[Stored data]
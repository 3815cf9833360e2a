//! SQL dialects
//!
//! Every per-engine difference lives in one static policy table indexed by
//! [`Dialect`]. The translator consults the table and never branches on the
//! dialect itself.

use crate::error::{Result, SqlError};
use serde::{Deserialize, Serialize};
use std::fmt;
use std::str::FromStr;

/// Target database engine
#[derive(Debug, Clone, Copy, PartialEq, Eq, Hash, Default, Serialize, Deserialize)]
#[serde(try_from = "String", into = "String")]
pub enum Dialect {
    #[default]
    Generic,
    Postgres,
    MySql,
    Snowflake,
    Redshift,
    BigQuery,
    SqlServer,
    GoogleCloudPostgres,
}

/// Identifier quoting rule
#[derive(Debug, Clone, Copy, PartialEq, Eq)]
pub enum Quoting {
    /// Bare identifiers; anything outside `[A-Za-z_][A-Za-z0-9_$]*` is rejected
    None,
    DoubleQuote,
    Backtick,
    Bracket,
}

/// How a multi-value `IN` binds its values
#[derive(Debug, Clone, Copy, PartialEq, Eq)]
pub enum InStyle {
    /// One parameter holding the whole list
    Tuple,
    /// One placeholder per value, `<column>_in_stmt_generated_<i>`
    Distinct,
}

/// Placeholder syntax
#[derive(Debug, Clone, Copy, PartialEq, Eq)]
pub enum Placeholder {
    /// `:name`
    Colon,
    /// `@name`
    At,
}

/// Array membership / overlap form
#[derive(Debug, Clone, Copy, PartialEq, Eq)]
pub enum ArrayStyle {
    /// `col @> ARRAY[:p]`, `col && :p`
    PostgresArray,
    /// `JSON_CONTAINS` / `JSON_OVERLAPS` over JSON arrays
    MySqlJson,
    /// `EXISTS (SELECT 1 FROM UNNEST(col) ...)`
    BigQueryUnnest,
    /// `ARRAY_CONTAINS` / `ARRAYS_OVERLAP`
    SnowflakeArray,
    /// `EXISTS (SELECT 1 FROM OPENJSON(col) ...)`
    SqlServerOpenJson,
    /// No array operators
    Unsupported,
}

/// Nested field access form
#[derive(Debug, Clone, Copy, PartialEq, Eq)]
pub enum NestedPath {
    /// `col.a.b`
    Dotted,
    /// `"col"->'a'->>'b'`
    PostgresJson,
    /// `` `col`->>'$.a.b' ``
    MySqlJson,
    /// `` `col`.`a`.`b` ``
    BigQueryStruct,
    /// `"col":"a"."b"`
    SnowflakeVariant,
    /// `JSON_VALUE([col], '$.a.b')`
    SqlServerJsonValue,
    /// `"col"."a"."b"` over SUPER
    RedshiftSuper,
}

/// How a nested field is assigned in UPDATE statements
#[derive(Debug, Clone, Copy, PartialEq, Eq)]
pub enum NestedUpdate {
    PostgresJsonbSet,
    MySqlJsonSet,
    SqlServerJsonModify,
    /// Read the current struct, patch it, write the whole struct back
    StructReplace,
}

/// Pagination clause form
#[derive(Debug, Clone, Copy, PartialEq, Eq)]
pub enum Pagination {
    /// `LIMIT :limit OFFSET :offset`
    LimitOffset,
    /// `ORDER BY (SELECT NULL) OFFSET :offset ROWS FETCH NEXT :limit ROWS ONLY`
    OffsetFetch,
}

/// Policy row of the dialect table
#[derive(Debug, Clone, Copy, PartialEq, Eq)]
pub struct DialectPolicy {
    pub name: &'static str,
    pub quoting: Quoting,
    pub in_style: InStyle,
    pub placeholder: Placeholder,
    pub arrays: ArrayStyle,
    pub nested_path: NestedPath,
    pub nested_update: NestedUpdate,
    pub pagination: Pagination,
    /// Backslash as written inside the `ESCAPE '...'` literal; `None` when
    /// backslash is already the engine's LIKE escape
    pub like_escape: Option<&'static str>,
    /// Updates that set NULL go through the driver's update builder
    pub structured_null_updates: bool,
    /// Partition specs replicate statements per partition
    pub partitioning: bool,
}

const POSTGRES: DialectPolicy = DialectPolicy {
    name: "postgres",
    quoting: Quoting::DoubleQuote,
    in_style: InStyle::Tuple,
    placeholder: Placeholder::Colon,
    arrays: ArrayStyle::PostgresArray,
    nested_path: NestedPath::PostgresJson,
    nested_update: NestedUpdate::PostgresJsonbSet,
    pagination: Pagination::LimitOffset,
    like_escape: None,
    structured_null_updates: false,
    partitioning: false,
};

/// Indexed by `Dialect as usize`
const POLICIES: [DialectPolicy; 8] = [
    DialectPolicy {
        name: "generic",
        quoting: Quoting::None,
        in_style: InStyle::Tuple,
        placeholder: Placeholder::Colon,
        arrays: ArrayStyle::PostgresArray,
        nested_path: NestedPath::Dotted,
        nested_update: NestedUpdate::StructReplace,
        pagination: Pagination::LimitOffset,
        like_escape: Some("\\"),
        structured_null_updates: false,
        partitioning: false,
    },
    POSTGRES,
    DialectPolicy {
        name: "mysql",
        quoting: Quoting::Backtick,
        in_style: InStyle::Tuple,
        placeholder: Placeholder::Colon,
        arrays: ArrayStyle::MySqlJson,
        nested_path: NestedPath::MySqlJson,
        nested_update: NestedUpdate::MySqlJsonSet,
        pagination: Pagination::LimitOffset,
        like_escape: None,
        structured_null_updates: false,
        partitioning: false,
    },
    DialectPolicy {
        name: "snowflake",
        quoting: Quoting::DoubleQuote,
        in_style: InStyle::Distinct,
        placeholder: Placeholder::Colon,
        arrays: ArrayStyle::SnowflakeArray,
        nested_path: NestedPath::SnowflakeVariant,
        nested_update: NestedUpdate::StructReplace,
        pagination: Pagination::LimitOffset,
        // string literals treat backslash as an escape, so it is doubled
        like_escape: Some("\\\\"),
        structured_null_updates: false,
        partitioning: false,
    },
    DialectPolicy {
        name: "redshift",
        quoting: Quoting::DoubleQuote,
        in_style: InStyle::Tuple,
        placeholder: Placeholder::Colon,
        arrays: ArrayStyle::Unsupported,
        nested_path: NestedPath::RedshiftSuper,
        nested_update: NestedUpdate::StructReplace,
        pagination: Pagination::LimitOffset,
        like_escape: None,
        structured_null_updates: false,
        partitioning: false,
    },
    DialectPolicy {
        name: "bigquery",
        quoting: Quoting::Backtick,
        in_style: InStyle::Distinct,
        placeholder: Placeholder::At,
        arrays: ArrayStyle::BigQueryUnnest,
        nested_path: NestedPath::BigQueryStruct,
        nested_update: NestedUpdate::StructReplace,
        pagination: Pagination::LimitOffset,
        like_escape: None,
        structured_null_updates: true,
        partitioning: true,
    },
    DialectPolicy {
        name: "sqlserver",
        quoting: Quoting::Bracket,
        in_style: InStyle::Distinct,
        placeholder: Placeholder::Colon,
        arrays: ArrayStyle::SqlServerOpenJson,
        nested_path: NestedPath::SqlServerJsonValue,
        nested_update: NestedUpdate::SqlServerJsonModify,
        pagination: Pagination::OffsetFetch,
        like_escape: Some("\\"),
        structured_null_updates: false,
        partitioning: false,
    },
    DialectPolicy {
        name: "google_cloud_postgres",
        ..POSTGRES
    },
];

impl Dialect {
    pub const ALL: [Dialect; 8] = [
        Dialect::Generic,
        Dialect::Postgres,
        Dialect::MySql,
        Dialect::Snowflake,
        Dialect::Redshift,
        Dialect::BigQuery,
        Dialect::SqlServer,
        Dialect::GoogleCloudPostgres,
    ];

    /// The policy row for this dialect
    pub fn policy(&self) -> &'static DialectPolicy {
        &POLICIES[*self as usize]
    }

    pub fn as_str(&self) -> &'static str {
        self.policy().name
    }

    /// Quote one identifier
    pub fn quote(&self, ident: &str) -> Result<String> {
        if ident.is_empty() {
            return Err(SqlError::translation("empty identifier"));
        }
        Ok(match self.policy().quoting {
            Quoting::None => {
                let mut chars = ident.chars();
                let valid_start = chars
                    .next()
                    .map(|c| c.is_ascii_alphabetic() || c == '_')
                    .unwrap_or(false);
                if !valid_start || !chars.all(|c| c.is_ascii_alphanumeric() || c == '_' || c == '$')
                {
                    return Err(SqlError::translation(format!(
                        "identifier '{}' cannot be used unquoted",
                        ident
                    )));
                }
                ident.to_string()
            }
            Quoting::DoubleQuote => format!("\"{}\"", ident.replace('"', "\"\"")),
            Quoting::Backtick => format!("`{}`", ident.replace('`', "``")),
            Quoting::Bracket => format!("[{}]", ident.replace(']', "]]")),
        })
    }

    /// Placeholder text for a parameter name
    pub fn placeholder(&self, name: &str) -> String {
        match self.policy().placeholder {
            Placeholder::Colon => format!(":{}", name),
            Placeholder::At => format!("@{}", name),
        }
    }

    /// ` ESCAPE '<c>'` suffix for LIKE, empty when the engine default is used
    pub fn like_escape_clause(&self) -> String {
        self.policy()
            .like_escape
            .map(|c| format!(" ESCAPE '{}'", c))
            .unwrap_or_default()
    }
}

impl fmt::Display for Dialect {
    fn fmt(&self, f: &mut fmt::Formatter<'_>) -> fmt::Result {
        f.write_str(self.as_str())
    }
}

impl FromStr for Dialect {
    type Err = SqlError;

    fn from_str(s: &str) -> Result<Self> {
        let normalized = s.trim().to_ascii_lowercase().replace('-', "_");
        match normalized.as_str() {
            "postgresql" => return Ok(Dialect::Postgres),
            "mssql" | "sql_server" => return Ok(Dialect::SqlServer),
            "google_cloud_sql_postgres" => return Ok(Dialect::GoogleCloudPostgres),
            _ => {}
        }
        Dialect::ALL
            .iter()
            .copied()
            .find(|d| d.as_str() == normalized)
            .ok_or_else(|| SqlError::UnknownDialect(s.to_string()))
    }
}

impl TryFrom<String> for Dialect {
    type Error = SqlError;

    fn try_from(value: String) -> Result<Self> {
        value.parse()
    }
}

impl From<Dialect> for String {
    fn from(dialect: Dialect) -> Self {
        dialect.as_str().to_string()
    }
}

#[cfg(test)]
mod tests {
    use super::*;

    #[test]
    fn test_table_order_matches_enum() {
        for dialect in Dialect::ALL {
            assert_eq!(dialect.as_str().parse::<Dialect>().unwrap(), dialect);
        }
    }

    #[test]
    fn test_quoting_rules() {
        assert_eq!(Dialect::Generic.quote("email").unwrap(), "email");
        assert_eq!(Dialect::Postgres.quote("email").unwrap(), "\"email\"");
        assert_eq!(Dialect::MySql.quote("email").unwrap(), "`email`");
        assert_eq!(Dialect::BigQuery.quote("email").unwrap(), "`email`");
        assert_eq!(Dialect::SqlServer.quote("email").unwrap(), "[email]");
        assert_eq!(Dialect::Snowflake.quote("email").unwrap(), "\"email\"");
        assert_eq!(Dialect::Redshift.quote("email").unwrap(), "\"email\"");
    }

    #[test]
    fn test_quoting_escapes_delimiters() {
        assert_eq!(Dialect::Postgres.quote("a\"b").unwrap(), "\"a\"\"b\"");
        assert_eq!(Dialect::MySql.quote("a`b").unwrap(), "`a``b`");
        assert_eq!(Dialect::SqlServer.quote("a]b").unwrap(), "[a]]b]");
    }

    #[test]
    fn test_generic_rejects_unsafe_identifiers() {
        assert!(Dialect::Generic.quote("email; DROP TABLE x").is_err());
        assert!(Dialect::Generic.quote("1col").is_err());
        assert!(Dialect::Generic.quote("").is_err());
    }

    #[test]
    fn test_in_style_policy() {
        assert_eq!(Dialect::Postgres.policy().in_style, InStyle::Tuple);
        assert_eq!(Dialect::GoogleCloudPostgres.policy().in_style, InStyle::Tuple);
        assert_eq!(Dialect::SqlServer.policy().in_style, InStyle::Distinct);
        assert_eq!(Dialect::BigQuery.policy().in_style, InStyle::Distinct);
    }

    #[test]
    fn test_placeholders() {
        assert_eq!(Dialect::Postgres.placeholder("param_0"), ":param_0");
        assert_eq!(Dialect::BigQuery.placeholder("param_0"), "@param_0");
    }

    #[test]
    fn test_parse_aliases_and_serde() {
        assert_eq!("PostgreSQL".parse::<Dialect>().unwrap(), Dialect::Postgres);
        assert_eq!("mssql".parse::<Dialect>().unwrap(), Dialect::SqlServer);
        assert!("oracle".parse::<Dialect>().is_err());
        let json = serde_json::to_string(&Dialect::BigQuery).unwrap();
        assert_eq!(json, "\"bigquery\"");
    }

    #[test]
    fn test_like_escape_clause() {
        assert_eq!(Dialect::SqlServer.like_escape_clause(), " ESCAPE '\\'");
        assert_eq!(Dialect::Postgres.like_escape_clause(), "");
        assert_eq!(Dialect::Snowflake.like_escape_clause(), " ESCAPE '\\\\'");
    }
}
//! UPDATE / masking / DELETE statements
//!
//! The locator condition goes through the same lowering as SELECT queries,
//! but it must stay on the statement's own table: a locator that needs a
//! join is rejected.

use crate::dialect::NestedUpdate;
use crate::error::{Result, SqlError};
use crate::partition::{restrict, PartitionClause};
use crate::query::CompiledQuery;
use crate::render::{json_path, quote_literal};
use crate::translator::{Lowering, SqlTranslator};
use gatekeep_core::{ConditionNode, Value};
use serde::{Deserialize, Serialize};
use std::collections::BTreeMap;

/// An update the caller must run through its driver's update builder.
///
/// Produced where the driver cannot bind NULL into templated text
/// (BigQuery). Nested struct assignments are already merged: each entry
/// in `values` holds the complete new column value.
#[derive(Debug, Clone, PartialEq, Serialize, Deserialize)]
pub struct StructuredUpdate {
    pub table: String,
    /// Column → complete new value
    pub values: BTreeMap<String, Value>,
    pub where_sql: String,
    pub parameters: BTreeMap<String, Value>,
}

/// Result of update generation
#[derive(Debug, Clone, PartialEq, Serialize, Deserialize)]
pub enum UpdateStatement {
    Text(CompiledQuery),
    Structured(StructuredUpdate),
}

impl UpdateStatement {
    pub fn is_structured(&self) -> bool {
        matches!(self, UpdateStatement::Structured(_))
    }

    pub fn as_text(&self) -> Option<&CompiledQuery> {
        match self {
            UpdateStatement::Text(query) => Some(query),
            UpdateStatement::Structured(_) => None,
        }
    }

    pub fn parameters(&self) -> &BTreeMap<String, Value> {
        match self {
            UpdateStatement::Text(query) => &query.parameters,
            UpdateStatement::Structured(update) => &update.parameters,
        }
    }
}

/// Assignments to one top-level column
enum Assignment {
    Whole(Value),
    Nested(Vec<(Vec<String>, Value)>),
}

/// A lowered UPDATE that can still take a partition restriction
pub(crate) struct UpdateParts {
    table: String,
    head: String,
    values: BTreeMap<String, Value>,
    set_parameters: BTreeMap<String, Value>,
    where_sql: String,
    where_parameters: BTreeMap<String, Value>,
    structured: bool,
}

impl UpdateParts {
    pub(crate) fn finish(&self, clause: Option<&PartitionClause>) -> UpdateStatement {
        let (where_sql, where_parameters) = restrict(&self.where_sql, &self.where_parameters, clause);
        if self.structured {
            return UpdateStatement::Structured(StructuredUpdate {
                table: self.table.clone(),
                values: self.values.clone(),
                where_sql,
                parameters: where_parameters,
            });
        }
        let mut parameters = self.set_parameters.clone();
        parameters.extend(where_parameters);
        UpdateStatement::Text(CompiledQuery {
            sql_text: format!("{} WHERE {}", self.head, where_sql),
            parameters,
            joins: Vec::new(),
        })
    }
}

/// A lowered DELETE that can still take a partition restriction
pub(crate) struct DeleteParts {
    head: String,
    where_sql: String,
    parameters: BTreeMap<String, Value>,
}

impl DeleteParts {
    pub(crate) fn finish(&self, clause: Option<&PartitionClause>) -> CompiledQuery {
        let (where_sql, parameters) = restrict(&self.where_sql, &self.parameters, clause);
        CompiledQuery {
            sql_text: format!("{} WHERE {}", self.head, where_sql),
            parameters,
            joins: Vec::new(),
        }
    }
}

fn lower_locator(lowering: &mut Lowering<'_>, table: &str, locator: &ConditionNode) -> Result<String> {
    lowering.prepare(locator)?;
    if let Some(join) = lowering.joins.first() {
        return Err(SqlError::translation(format!(
            "locator for {} cannot reach {} through a join",
            table, join.table
        )));
    }
    lowering.render_node(locator)
}

/// `{a,b}` path for jsonb_set
fn jsonb_path(keys: &[String]) -> String {
    let keys: Vec<String> = keys
        .iter()
        .map(|k| {
            if k.chars().all(|c| c.is_ascii_alphanumeric() || c == '_') {
                k.clone()
            } else {
                format!("\"{}\"", k.replace('\\', "\\\\").replace('"', "\\\""))
            }
        })
        .collect();
    quote_literal(&format!("{{{}}}", keys.join(",")))
}

/// Set `path` inside a struct value, creating intermediate objects.
///
/// Arrays follow field lookup: a numeric segment picks one element, any
/// other segment applies to every non-null element.
fn patch(target: &mut Value, path: &[String], value: Value) -> Result<()> {
    let Some((key, rest)) = path.split_first() else {
        *target = value;
        return Ok(());
    };
    if target.is_null() {
        *target = Value::Object(BTreeMap::new());
    }
    if let Value::Array(items) = target {
        if let Ok(index) = key.parse::<usize>() {
            let len = items.len();
            let item = items.get_mut(index).ok_or_else(|| {
                SqlError::translation(format!("index {} is out of range for {} items", index, len))
            })?;
            return patch(item, rest, value);
        }
        for item in items.iter_mut().filter(|item| !item.is_null()) {
            patch(item, path, value.clone())?;
        }
        return Ok(());
    }
    let Value::Object(map) = target else {
        return Err(SqlError::translation(format!(
            "cannot set '{}' inside a {}",
            key,
            target.type_name()
        )));
    };
    patch(map.entry(key.clone()).or_insert(Value::Null), rest, value)
}

impl SqlTranslator {
    /// `UPDATE <table> SET <col> = :p, ... WHERE <locator>`.
    ///
    /// Keys of `values` are physical top-level columns.
    pub fn generate_update_stmt(
        &self,
        table: &str,
        values: &BTreeMap<String, Value>,
        locator: &ConditionNode,
    ) -> Result<UpdateStatement> {
        Ok(self.update_parts(table, values, locator)?.finish(None))
    }

    /// Mask fields addressed like condition leaves, nested paths included.
    ///
    /// Dialects that replace whole structs need `current_row` to patch.
    /// That is a read-modify-write: a concurrent writer between the read
    /// and this update is overwritten.
    pub fn generate_masking_stmt(
        &self,
        table: &str,
        masks: &BTreeMap<String, Value>,
        locator: &ConditionNode,
        current_row: Option<&Value>,
    ) -> Result<UpdateStatement> {
        let lowering = Lowering::new(self, table);
        let mut assignments: Vec<(Vec<String>, Value)> = Vec::with_capacity(masks.len());
        for (address, value) in masks {
            let resolved = lowering.resolve(address)?;
            if resolved.is_relationship_crossing {
                return Err(SqlError::translation(format!(
                    "'{}' is not a column of {}",
                    address, table
                )));
            }
            if resolved.raw_expression().is_some() {
                return Err(SqlError::translation(format!(
                    "'{}' maps to an expression and cannot be assigned",
                    address
                )));
            }
            assignments.push((resolved.effective_path(), value.clone()));
        }
        Ok(self
            .build_update(lowering, table, assignments, locator, current_row)?
            .finish(None))
    }

    /// `DELETE FROM <table> WHERE <locator>`
    pub fn generate_delete_stmt(&self, table: &str, locator: &ConditionNode) -> Result<CompiledQuery> {
        Ok(self.delete_parts(table, locator)?.finish(None))
    }

    pub(crate) fn update_parts(
        &self,
        table: &str,
        values: &BTreeMap<String, Value>,
        locator: &ConditionNode,
    ) -> Result<UpdateParts> {
        let assignments = values
            .iter()
            .map(|(column, value)| (vec![column.clone()], value.clone()))
            .collect();
        self.build_update(Lowering::new(self, table), table, assignments, locator, None)
    }

    pub(crate) fn delete_parts(&self, table: &str, locator: &ConditionNode) -> Result<DeleteParts> {
        let mut lowering = Lowering::new(self, table);
        let where_sql = lower_locator(&mut lowering, table, locator)?;
        Ok(DeleteParts {
            head: format!("DELETE FROM {}", self.dialect().quote(table)?),
            where_sql,
            parameters: lowering.parameters,
        })
    }

    fn build_update(
        &self,
        mut lowering: Lowering<'_>,
        table: &str,
        assignments: Vec<(Vec<String>, Value)>,
        locator: &ConditionNode,
        current_row: Option<&Value>,
    ) -> Result<UpdateParts> {
        if assignments.is_empty() {
            return Err(SqlError::translation(format!(
                "update of {} assigns nothing",
                table
            )));
        }

        let mut by_column: BTreeMap<String, Assignment> = BTreeMap::new();
        for (path, value) in assignments {
            let Some((column, rest)) = path.split_first() else {
                return Err(SqlError::translation("assignment without a column"));
            };
            match (by_column.get_mut(column), rest.is_empty()) {
                (None, true) => {
                    by_column.insert(column.clone(), Assignment::Whole(value));
                }
                (None, false) => {
                    by_column.insert(column.clone(), Assignment::Nested(vec![(rest.to_vec(), value)]));
                }
                (Some(Assignment::Nested(list)), false) => list.push((rest.to_vec(), value)),
                (Some(_), _) => {
                    return Err(SqlError::translation(format!(
                        "column '{}' is both replaced and patched",
                        column
                    )))
                }
            }
        }

        let dialect = self.dialect();
        let policy = dialect.policy();
        let mut set_clauses = Vec::with_capacity(by_column.len());
        let mut values = BTreeMap::new();
        for (column, assignment) in by_column {
            let quoted = dialect.quote(&column)?;
            let expr = match assignment {
                Assignment::Whole(value) => {
                    values.insert(column.clone(), value.clone());
                    lowering.bind(&column, value)
                }
                Assignment::Nested(patches) => match policy.nested_update {
                    NestedUpdate::PostgresJsonbSet => {
                        let mut expr = quoted.clone();
                        for (keys, value) in patches {
                            let hint = format!("{}_{}", column, keys.join("_"));
                            let ph = lowering.bind(&hint, Value::String(value.to_json_string()));
                            expr = format!(
                                "jsonb_set({}, {}, CAST({} AS jsonb))",
                                expr,
                                jsonb_path(&keys),
                                ph
                            );
                        }
                        expr
                    }
                    NestedUpdate::MySqlJsonSet => {
                        let mut args = vec![quoted.clone()];
                        for (keys, value) in patches {
                            let hint = format!("{}_{}", column, keys.join("_"));
                            args.push(json_path(&keys));
                            args.push(lowering.bind(&hint, value));
                        }
                        format!("JSON_SET({})", args.join(", "))
                    }
                    NestedUpdate::SqlServerJsonModify => {
                        let mut expr = quoted.clone();
                        for (keys, value) in patches {
                            let hint = format!("{}_{}", column, keys.join("_"));
                            let ph = lowering.bind(&hint, value);
                            expr = format!("JSON_MODIFY({}, {}, {})", expr, json_path(&keys), ph);
                        }
                        expr
                    }
                    NestedUpdate::StructReplace => {
                        let row = current_row.ok_or_else(|| {
                            SqlError::translation(format!(
                                "patching {}.{} on {} needs the current row",
                                table, column, dialect
                            ))
                        })?;
                        let mut current = row
                            .as_object()
                            .and_then(|o| o.get(&column))
                            .cloned()
                            .unwrap_or(Value::Null);
                        for (keys, value) in patches {
                            patch(&mut current, &keys, value)?;
                        }
                        tracing::debug!("replacing struct {}.{} from current row", table, column);
                        values.insert(column.clone(), current.clone());
                        lowering.bind(&column, current)
                    }
                },
            };
            set_clauses.push(format!("{} = {}", quoted, expr));
        }
        let set_parameters = lowering.parameters.clone();

        let where_sql = lower_locator(&mut lowering, table, locator)?;
        let where_parameters = lowering
            .parameters
            .into_iter()
            .filter(|(name, _)| !set_parameters.contains_key(name))
            .collect();

        let structured = policy.structured_null_updates && values.values().any(Value::is_null);
        if structured {
            tracing::debug!("update of {} sets NULL; emitting structured update", table);
        }

        Ok(UpdateParts {
            table: table.to_string(),
            head: format!(
                "UPDATE {} SET {}",
                dialect.quote(table)?,
                set_clauses.join(", ")
            ),
            values,
            set_parameters,
            where_sql,
            where_parameters,
            structured,
        })
    }
}
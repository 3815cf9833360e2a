//! Condition Model
//!
//! Conditions are immutable trees of leaf predicates combined by AND/OR groups.
//! The same tree is handed either to the in-memory evaluator (yes/no gate
//! decision against a loaded record) or to the SQL translator.
//!
//! # Shape
//!
//! ```json
//! {
//!   "logical_operator": "and",
//!   "conditions": [
//!     { "field_address": "customer:name", "operator": "exists" },
//!     { "field_address": "customer:email", "operator": "starts_with", "value": "customer-1" },
//!     {
//!       "logical_operator": "or",
//!       "conditions": [
//!         { "field_address": "customer:id", "operator": "gt", "value": 0 },
//!         { "field_address": "address:city", "operator": "starts_with", "value": "Example" }
//!       ]
//!     }
//!   ]
//! }
//! ```
//!
//! ## Supported Operators
//! - `eq`, `neq` (scalar, or a list for multi-value equality)
//! - `lt`, `lte`, `gt`, `gte` (numbers and ISO-8601 datetimes)
//! - `exists`, `not_exists` (no value)
//! - `contains`, `not_contains`, `starts_with`, `ends_with`
//! - `in_list`, `not_in_list` (list)
//! - `list_contains` (scalar member of an array field)
//! - `list_contains_any` (array field overlaps a list)
//!
//! Trees built through the constructors are validated. Trees assembled by hand
//! or deserialized with plain serde are not, so both evaluation and translation
//! re-check the invariants they depend on.

mod operator;
mod types;

pub use operator::{GroupOperator, Operator};
pub use types::{ConditionGroup, ConditionLeaf, ConditionNode};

▶ _Task brief_: From the first line of the data above through the line containing "in UPDATE statements", repeat each line exactly, and add nothing.

▶ _Solution_:
repository 3815cf9833360e2a
//! SQL dialects
//!
//! Every per-engine difference lives in one static policy table indexed by
//! [`Dialect`]. The translator consults the table and never branches on the
//! dialect itself.

use crate::error::{Result, SqlError};
use serde::{Deserialize, Serialize};
use std::fmt;
use std::str::FromStr;

/// Target database engine
#[derive(Debug, Clone, Copy, PartialEq, Eq, Hash, Default, Serialize, Deserialize)]
#[serde(try_from = "String", into = "String")]
pub enum Dialect {
    #[default]
    Generic,
    Postgres,
    MySql,
    Snowflake,
    Redshift,
    BigQuery,
    SqlServer,
    GoogleCloudPostgres,
}

/// Identifier quoting rule
#[derive(Debug, Clone, Copy, PartialEq, Eq)]
pub enum Quoting {
    /// Bare identifiers; anything outside `[A-Za-z_][A-Za-z0-9_$]*` is rejected
    None,
    DoubleQuote,
    Backtick,
    Bracket,
}

/// How a multi-value `IN` binds its values
#[derive(Debug, Clone, Copy, PartialEq, Eq)]
pub enum InStyle {
    /// One parameter holding the whole list
    Tuple,
    /// One placeholder per value, `<column>_in_stmt_generated_<i>`
    Distinct,
}

/// Placeholder syntax
#[derive(Debug, Clone, Copy, PartialEq, Eq)]
pub enum Placeholder {
    /// `:name`
    Colon,
    /// `@name`
    At,
}

/// Array membership / overlap form
#[derive(Debug, Clone, Copy, PartialEq, Eq)]
pub enum ArrayStyle {
    /// `col @> ARRAY[:p]`, `col && :p`
    PostgresArray,
    /// `JSON_CONTAINS` / `JSON_OVERLAPS` over JSON arrays
    MySqlJson,
    /// `EXISTS (SELECT 1 FROM UNNEST(col) ...)`
    BigQueryUnnest,
    /// `ARRAY_CONTAINS` / `ARRAYS_OVERLAP`
    SnowflakeArray,
    /// `EXISTS (SELECT 1 FROM OPENJSON(col) ...)`
    SqlServerOpenJson,
    /// No array operators
    Unsupported,
}

/// Nested field access form
#[derive(Debug, Clone, Copy, PartialEq, Eq)]
pub enum NestedPath {
    /// `col.a.b`
    Dotted,
    /// `"col"->'a'->>'b'`
    PostgresJson,
    /// `` `col`->>'$.a.b' ``
    MySqlJson,
    /// `` `col`.`a`.`b` ``
    BigQueryStruct,
    /// `"col":"a"."b"`
    SnowflakeVariant,
    /// `JSON_VALUE([col], '$.a.b')`
    SqlServerJsonValue,
    /// `"col"."a"."b"` over SUPER
    RedshiftSuper,
}

/// How a nested field is assigned in UPDATE statements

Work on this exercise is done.